One very important derived relation is selected_builds that is created from the CrateList.json the by query prepare-builds. Since we can have more than one build of the same crate (for example, if we had among dependencies different versions of a crate or the same crate with different configuration flags), to avoid duplicates in the analysis the selected_builds relation stores which builds should be analysed by queries.
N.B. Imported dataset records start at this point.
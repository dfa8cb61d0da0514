//! Chat view state: which thread is open, whether a submission is in flight,
//! and the transient notice shown under the input.

use std::path::PathBuf;
use std::time::{Duration, Instant};

use tracing::{info, warn};

use crate::core::completion::{format_api_error, CompletionError};
use crate::core::config::{GlobalSettings, SystemPersona};
use crate::core::message::Message;
use crate::core::persona::{resolve_system_prompt, PersonaCatalog};
use crate::core::workspace::{PendingSend, StoreError, ThreadRef, Workspace, WorkspaceStore};

pub const SEND_FAILED_NOTICE: &str = "Failed to send message. Please try again.";
pub const DEFAULT_PERSONA_NOTICE: &str = "Default Persona";
pub const MISSING_KEY_NOTICE: &str = "No API key configured. Run `mycelial auth` first.";
pub const NOTICE_TTL: Duration = Duration::from_secs(4);

#[derive(Debug, Clone, PartialEq, Eq)]
pub enum ChatState {
    Idle,
    Submitting,
    /// A submission failed; holds the summarised error until the view settles.
    Error(String),
}

#[derive(Debug, Clone, Copy, PartialEq, Eq)]
pub enum NoticeKind {
    Info,
    Error,
}

#[derive(Debug, Clone)]
pub struct Notice {
    pub text: String,
    pub kind: NoticeKind,
    set_at: Instant,
}

impl Notice {
    fn new(text: impl Into<String>, kind: NoticeKind) -> Self {
        Self {
            text: text.into(),
            kind,
            set_at: Instant::now(),
        }
    }

    pub fn is_expired(&self, now: Instant) -> bool {
        now.saturating_duration_since(self.set_at) >= NOTICE_TTL
    }
}

pub struct ChatSession {
    pub settings: GlobalSettings,
    pub store: WorkspaceStore,
    current: ThreadRef,
    state: ChatState,
    notice: Option<Notice>,
    api_key: Option<String>,
    store_path: Option<PathBuf>,
    /// Model chosen on the command line for this session only.
    model_override: Option<String>,
}

impl ChatSession {
    pub fn new(
        settings: GlobalSettings,
        store: WorkspaceStore,
        current: ThreadRef,
        api_key: Option<String>,
    ) -> Self {
        Self {
            settings,
            store,
            current,
            state: ChatState::Idle,
            notice: None,
            api_key,
            store_path: None,
            model_override: None,
        }
    }

    /// Save the workspace store to `path` after every committed change.
    pub fn with_store_path(mut self, path: PathBuf) -> Self {
        self.store_path = Some(path);
        self
    }

    pub fn with_model_override(mut self, model: Option<String>) -> Self {
        self.model_override = model.filter(|m| !m.trim().is_empty());
        self
    }

    pub fn state(&self) -> &ChatState {
        &self.state
    }

    pub fn input_enabled(&self) -> bool {
        self.state == ChatState::Idle
    }

    pub fn current(&self) -> &ThreadRef {
        &self.current
    }

    pub fn workspace(&self) -> Result<&Workspace, StoreError> {
        self.store.workspace(&self.current.workspace_id)
    }

    pub fn thread_name(&self) -> &str {
        self.store
            .thread(&self.current)
            .map(|t| t.name.as_str())
            .unwrap_or("")
    }

    pub fn messages(&self) -> &[Message] {
        self.store
            .thread(&self.current)
            .map(|t| t.messages.as_slice())
            .unwrap_or(&[])
    }

    pub fn selected_persona(&self) -> Option<&SystemPersona> {
        let selected = self
            .workspace()
            .ok()
            .and_then(|w| w.settings.selected_persona_id.as_deref());
        PersonaCatalog::from_settings(&self.settings).resolve_selected(selected)
    }

    pub fn system_prompt(&self) -> String {
        let custom = self
            .workspace()
            .ok()
            .and_then(|w| w.settings.custom_system_prompt());
        resolve_system_prompt(
            custom,
            self.settings.default_system_prompt(),
            self.selected_persona(),
        )
    }

    pub fn has_knowledge_in_context(&self) -> bool {
        self.store
            .has_knowledge_in_context(&self.current.workspace_id)
    }

    pub fn model(&self) -> String {
        if let Some(model) = &self.model_override {
            return model.clone();
        }
        self.workspace()
            .ok()
            .and_then(|w| w.settings.selected_model_id.clone())
            .filter(|m| !m.trim().is_empty())
            .unwrap_or_else(|| self.settings.default_model().to_string())
    }

    /// The notice to display at `now`, dropping it once it has expired.
    pub fn active_notice(&mut self, now: Instant) -> Option<&Notice> {
        if self.notice.as_ref().is_some_and(|n| n.is_expired(now)) {
            self.notice = None;
        }
        self.notice.as_ref()
    }

    pub fn notify(&mut self, text: impl Into<String>) {
        self.notice = Some(Notice::new(text, NoticeKind::Info));
    }

    fn notify_error(&mut self, text: impl Into<String>) {
        self.notice = Some(Notice::new(text, NoticeKind::Error));
    }

    /// Start a submission. Returns `None`, without touching any state, for
    /// blank input or while another submission is in flight.
    pub fn begin_submit(&mut self, input: &str) -> Option<PendingSend> {
        if self.state != ChatState::Idle || input.trim().is_empty() {
            return None;
        }
        let workspace_key = self
            .workspace()
            .ok()
            .and_then(|w| w.settings.api_key.clone())
            .filter(|k| !k.trim().is_empty());
        let Some(api_key) = self.api_key.clone().or(workspace_key) else {
            self.notify_error(MISSING_KEY_NOTICE);
            return None;
        };

        let system_prompt = self.system_prompt();
        match self.store.prepare_send(
            &self.current,
            input,
            &system_prompt,
            &self.settings,
            &api_key,
        ) {
            Ok(mut pending) => {
                if let Some(model) = &self.model_override {
                    pending.request.model = model.clone();
                }
                self.state = ChatState::Submitting;
                Some(pending)
            }
            Err(err) => {
                warn!(error = %err, "Could not prepare message");
                self.notify_error(SEND_FAILED_NOTICE);
                None
            }
        }
    }

    /// Apply the completion result. On success both messages are committed;
    /// on failure nothing is appended and the view moves to `Error`.
    pub fn finish_submit(
        &mut self,
        pending: PendingSend,
        result: Result<String, CompletionError>,
    ) -> Result<(), StoreError> {
        match result {
            Ok(reply) => {
                self.store.complete_send(pending, reply)?;
                self.state = ChatState::Idle;
                self.persist();
                Ok(())
            }
            Err(err) => {
                let summary = match &err {
                    CompletionError::Status { body, .. } => format_api_error(body),
                    other => other.to_string(),
                };
                warn!(error = %err, "Failed to send message");
                self.state = ChatState::Error(summary);
                self.notify_error(SEND_FAILED_NOTICE);
                Ok(())
            }
        }
    }

    /// Final step of every submission: whatever happened, the view is
    /// interactive again.
    pub fn settle(&mut self) {
        self.state = ChatState::Idle;
    }

    /// Point the workspace at a persona (or none) and announce it.
    pub fn select_persona(&mut self, persona_id: Option<&str>) -> Result<(), StoreError> {
        self.store
            .select_persona(&self.current.workspace_id, persona_id)?;
        let notice = match self.selected_persona() {
            Some(persona) => format!("{} Selected", persona.name),
            None => DEFAULT_PERSONA_NOTICE.to_string(),
        };
        info!(persona = ?persona_id, "Persona selected");
        self.notify(notice);
        self.persist();
        Ok(())
    }

    pub fn new_thread(&mut self) -> Result<(), StoreError> {
        let thread_ref = self
            .store
            .create_thread(&self.current.workspace_id, None)?;
        self.store.set_current(&thread_ref)?;
        self.current = thread_ref;
        self.persist();
        Ok(())
    }

    fn persist(&self) {
        let Some(path) = &self.store_path else {
            return;
        };
        if let Err(err) = self.store.save_to_path(path) {
            warn!(error = %err, "Failed to save workspaces");
        }
    }
}

#[cfg(test)]
mod tests {
    use super::*;
    use crate::core::workspace::KnowledgeItem;
    use reqwest::StatusCode;

    fn session() -> ChatSession {
        let mut store = WorkspaceStore::new();
        let current = store.ensure_current().unwrap();
        let mut settings = GlobalSettings::default();
        settings.seed_builtin_personas();
        ChatSession::new(settings, store, current, Some("key".to_string()))
    }

    #[test]
    fn blank_input_is_ignored_silently() {
        let mut session = session();
        assert!(session.begin_submit("   ").is_none());
        assert_eq!(session.state(), &ChatState::Idle);
        assert!(session.active_notice(Instant::now()).is_none());
        assert!(session.messages().is_empty());
    }

    #[test]
    fn successful_submission_returns_to_idle_with_reply() {
        let mut session = session();
        let pending = session.begin_submit("Hello").unwrap();
        assert_eq!(session.state(), &ChatState::Submitting);
        assert!(!session.input_enabled());
        assert!(session.begin_submit("again").is_none());

        session.finish_submit(pending, Ok("Hi!".to_string())).unwrap();
        session.settle();

        assert_eq!(session.state(), &ChatState::Idle);
        let messages = session.messages();
        assert_eq!(messages.len(), 2);
        assert_eq!(messages[1].content, "Hi!");
    }

    #[test]
    fn submitted_text_is_trimmed() {
        let mut session = session();
        let pending = session.begin_submit("  Hello\n\n").unwrap();
        let sent = pending.request.messages.last().unwrap();
        assert_eq!(sent.content, "Hello");

        session.finish_submit(pending, Ok("r".to_string())).unwrap();
        assert_eq!(session.messages()[0].content, "Hello");
    }

    #[test]
    fn failed_submission_notifies_and_settles_idle() {
        let mut session = session();
        let pending = session.begin_submit("Hello").unwrap();
        let err = CompletionError::Status {
            status: StatusCode::UNAUTHORIZED,
            body: r#"{"error":{"message":"No auth credentials found"}}"#.to_string(),
        };

        session.finish_submit(pending, Err(err)).unwrap();
        assert!(matches!(session.state(), ChatState::Error(msg) if msg.contains("No auth")));
        let notice = session.active_notice(Instant::now()).unwrap();
        assert_eq!(notice.text, SEND_FAILED_NOTICE);
        assert_eq!(notice.kind, NoticeKind::Error);

        session.settle();
        assert!(session.input_enabled());
        assert!(session.messages().is_empty());
    }

    #[test]
    fn missing_api_key_blocks_submission() {
        let mut session = session();
        session.api_key = None;
        assert!(session.begin_submit("Hello").is_none());
        assert_eq!(session.state(), &ChatState::Idle);
        assert_eq!(
            session.active_notice(Instant::now()).map(|n| n.text.as_str()),
            Some(MISSING_KEY_NOTICE)
        );
    }

    #[test]
    fn persona_selection_changes_prompt_and_notice() {
        let mut session = session();
        let base = session.system_prompt();
        assert_eq!(base, session.settings.default_system_prompt());

        session.select_persona(Some("mentor")).unwrap();
        let persona = session.selected_persona().unwrap().clone();
        assert_eq!(
            session.active_notice(Instant::now()).unwrap().text,
            format!("{} Selected", persona.name)
        );
        assert_eq!(
            session.system_prompt(),
            format!("{}\n\n{}", persona.prompt_addition, base)
        );

        session.select_persona(None).unwrap();
        assert_eq!(
            session.active_notice(Instant::now()).unwrap().text,
            DEFAULT_PERSONA_NOTICE
        );
        assert_eq!(session.system_prompt(), base);
    }

    #[test]
    fn dangling_persona_announces_default() {
        let mut session = session();
        session.select_persona(Some("gone")).unwrap();
        assert!(session.selected_persona().is_none());
        assert_eq!(
            session.active_notice(Instant::now()).unwrap().text,
            DEFAULT_PERSONA_NOTICE
        );
    }

    #[test]
    fn notice_expires_after_ttl() {
        let mut session = session();
        session.notify("hello");
        let later = Instant::now() + NOTICE_TTL + Duration::from_millis(1);
        assert!(session.active_notice(later).is_none());
    }

    #[test]
    fn knowledge_badge_follows_workspace_context() {
        let mut session = session();
        assert!(!session.has_knowledge_in_context());
        let ws = session.current().workspace_id.clone();
        let id = session
            .store
            .add_knowledge_item(KnowledgeItem::new("Doc", "Body"))
            .id
            .clone();
        session.store.link_knowledge(&ws, &id).unwrap();
        session.store.set_knowledge_in_context(&ws, &id, true).unwrap();
        assert!(session.has_knowledge_in_context());
    }

    #[test]
    fn new_thread_switches_current() {
        let mut session = session();
        let before = session.current().clone();
        session.new_thread().unwrap();
        assert_ne!(session.current(), &before);
        assert_eq!(session.store.current().as_ref(), Some(session.current()));
    }

    #[test]
    fn model_override_wins_over_workspace_model() {
        let mut session = session().with_model_override(Some("meta/llama".into()));
        let ws = session.current().workspace_id.clone();
        session
            .store
            .update_workspace_settings(&ws, |s| s.selected_model_id = Some("openai/gpt-4o".into()))
            .unwrap();
        assert_eq!(session.model(), "meta/llama");
        let pending = session.begin_submit("Hi").unwrap();
        assert_eq!(pending.request.model, "meta/llama");
    }
}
For our query, we are interested in three relations:

  1. types_adt_field – the relation between fields and their types.
  2. types_raw_ptr – the relation that contains all types that are raw pointers.
  3. selected_adts – the derived relation that contains the abstract data types such as enum or struct defined in selected_builds.

Computing the Relation

For your query, create a new module in manager/src/queries/mod.rs. For example:

mod non_tree_types;

The module should contain the function query:

pub fn query(loader: &Loader, report_path: &Path) {
    // Query implementation.
}

Here, loader is the Loader object mentioned in the previous section and report_path is the folder in which we should store the CSV files.
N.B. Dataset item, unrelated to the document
use std::error::Error;

fn main() -> Result<(), Box<dyn Error>> {
    mycelial::cli::main()
}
Before we write the result to a CSV file, we will obtain a vector of types that contain raw pointer fields. We can do this via a simple Datalog query (we are using Datapond library):

// Declare the output variable.
let non_tree_types;
datapond_query! {
    // Load the relations by using “loader”.
    load loader {
        relations(types_adt_field, types_raw_ptr),
    }
    // Specify that “non_tree_types” is the output variable.
    output non_tree_types(typ: Type)
    // Define the relation by using a Datalog rule:
    non_tree_types(adt) :-
        types_adt_field(.adt=adt, .typ=typ),
        types_raw_ptr(.typ=typ).
}

To generate the readable CSV file with the information, we need to traverse the list of all relevant adts, check for each of them whether it is one of the types from non_tree_types and if yes, desugar to a human readable format. To make the checking more efficient, we can convert non_tree_types from a vector to a hash set. The code would be:

let non_tree_types: HashSet<_> = non_tree_types.elements.iter().map(|&(typ,)| typ).collect();
let non_tree_adts = selected_adts.iter().flat_map(
    |&(
        build,
        item,
        typ,
        def_path,
        resolved_def_path,
        name,
        visibility,
        type_kind,
        def_kind,
        kind,
        c_repr,
        is_phantom,
    )| {
        if non_tree_types.contains(&typ) {
            Some((
                build,
                build_resolver.resolve(build),
                item,
                typ,
                def_path_resolver.resolve(def_path),
                def_path_resolver.resolve(resolved_def_path),
                &strings[name],
                visibility.to_string(),
                &strings[type_kinds[type_kind]],
                def_kind.to_string(),
                kind.to_string(),
                c_repr,
                is_phantom,
            ))
        } else {
            None
        }
    },
);

Finally, we can write the results to the CSV file:

write_csv!(report_path, non_tree_adts);

The results will be written to a file ../workspace/reports/<query-name>/<iterator-variable>.csv.